Task objective — Track down every line below that holds "CanonicalListing" and copy it.

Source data
........
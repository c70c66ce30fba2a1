// src/templates/seo.rs

use crate::config::SiteConfig;
use crate::domain::CanonicalListing;
use serde_json::json;

/// Road-level fragment of an address ("五權三街", "台灣大道"), used in
/// SEO titles. Looks for the first segment ending in a road suffix,
/// keeping at most 12 characters before it.
pub fn road_fragment(address: &str) -> Option<String> {
    for piece in address.split(|c: char| c.is_whitespace() || c == '，' || c == ',') {
        if piece.is_empty() {
            continue;
        }
        let chars: Vec<char> = piece.chars().collect();
        for (i, window) in chars.windows(2).enumerate() {
            if window == ['大', '道'] {
                return Some(fragment_ending_at(&chars, i + 2));
            }
        }
        for (i, &c) in chars.iter().enumerate() {
            if matches!(c, '路' | '街' | '巷') {
                return Some(fragment_ending_at(&chars, i + 1));
            }
        }
    }
    None
}

fn fragment_ending_at(chars: &[char], end: usize) -> String {
    let start = end.saturating_sub(13);
    chars[start..end].iter().collect()
}

/// Page title assembled the way search snippets read best for this
/// site: area, name, layout, parking, price, road, then the fixed
/// suffix.
pub fn listing_title(listing: &CanonicalListing) -> String {
    let mut parts: Vec<String> = Vec::new();
    for text in [&listing.area, &listing.name, &listing.layout, &listing.parking] {
        if !text.is_empty() {
            parts.push(text.clone());
        }
    }
    if let Some(price) = listing.price_numeric {
        parts.push(format!("{price}萬"));
    }
    if let Some(road) = road_fragment(&listing.address) {
        parts.push(road);
    }
    parts.push("條件整理".to_string());
    parts.join("｜")
}

pub fn listing_description(listing: &CanonicalListing) -> String {
    let mut bits: Vec<String> = Vec::new();
    for text in [&listing.area, &listing.name, &listing.layout] {
        if !text.is_empty() {
            bits.push(text.clone());
        }
    }
    if !listing.size_text.is_empty() {
        bits.push(format!("{}坪", listing.size_text));
    }
    if !listing.parking.is_empty() {
        bits.push(listing.parking.clone());
    }
    if let Some(price) = listing.price_numeric {
        bits.push(format!("約{price}萬"));
    }
    let base = bits.join("、");

    let extra: String = listing.description.trim().chars().take(95).collect();
    if extra.is_empty() {
        format!("{base}｜提供找房者快速比較與補充資訊入口。")
    } else {
        format!("{base}｜{extra}")
    }
}

/// Truncate a meta description to the length search engines display.
pub fn meta_truncate(text: &str) -> String {
    text.chars().take(155).collect()
}

/// Schema.org `RealEstateListing` JSON-LD for a detail page. Fields the
/// sheet did not provide are omitted rather than filled with guesses.
pub fn listing_jsonld(
    listing: &CanonicalListing,
    page_url: &str,
    config: &SiteConfig,
    date_posted: &str,
) -> String {
    let mut data = json!({
        "@context": "https://schema.org",
        "@type": "RealEstateListing",
        "name": listing.name,
        "datePosted": date_posted,
        "description": listing.description.trim(),
        "provider": {
            "@type": "RealEstateAgent",
            "name": config.contact_name,
            "telephone": config.contact_phone,
        },
        "itemOffered": {
            "@type": "Residence",
            "name": listing.name,
        }
    });

    if !page_url.is_empty() {
        data["url"] = json!(page_url);
    }
    if !listing.image_url.is_empty() {
        data["image"] = json!([listing.image_url]);
    }
    if !config.contact_line.is_empty() {
        data["provider"]["url"] = json!(config.contact_line);
    }

    if !listing.address.is_empty() || !listing.area.is_empty() {
        let mut addr = json!({ "@type": "PostalAddress", "addressCountry": "TW" });
        if !listing.address.is_empty() {
            addr["streetAddress"] = json!(listing.address);
        }
        if let Some(locality) = listing.area.strip_prefix("台中市") {
            addr["addressRegion"] = json!("台中市");
            if !locality.is_empty() {
                addr["addressLocality"] = json!(locality);
            }
        } else if !listing.area.is_empty() {
            addr["addressRegion"] = json!(listing.area);
        }
        data["itemOffered"]["address"] = addr;
    }

    if let Some(rooms) = rooms_from_layout(&listing.layout) {
        data["itemOffered"]["numberOfRooms"] = json!(rooms);
    }

    if let Some(size) = crate::rows::resolver::numeric(&listing.size_text) {
        data["itemOffered"]["floorSize"] = json!({
            "@type": "QuantitativeValue",
            "value": size,
            "unitText": "坪",
        });
    }

    if let Some(price) = listing.price_numeric {
        // Sheet prices are in 萬; schema.org wants the actual amount.
        data["offers"] = json!({
            "@type": "Offer",
            "price": price * 10_000,
            "priceCurrency": "TWD",
            "availability": "https://schema.org/InStock",
        });
        if !page_url.is_empty() {
            data["offers"]["url"] = json!(page_url);
        }
    }

    data.to_string()
}

/// Leading room count out of a layout like `3房2廳2衛`.
fn rooms_from_layout(layout: &str) -> Option<u64> {
    let digits: String = layout.chars().take_while(|c| c.is_ascii_digit()).collect();
    let follows_room = layout[digits.len()..].starts_with('房');
    if digits.is_empty() || !follows_room {
        return None;
    }
    digits.parse().ok()
}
........
Your solution —
use crate::domain::CanonicalListing;
pub fn listing_title(listing: &CanonicalListing) -> String {
pub fn listing_description(listing: &CanonicalListing) -> String {
    listing: &CanonicalListing,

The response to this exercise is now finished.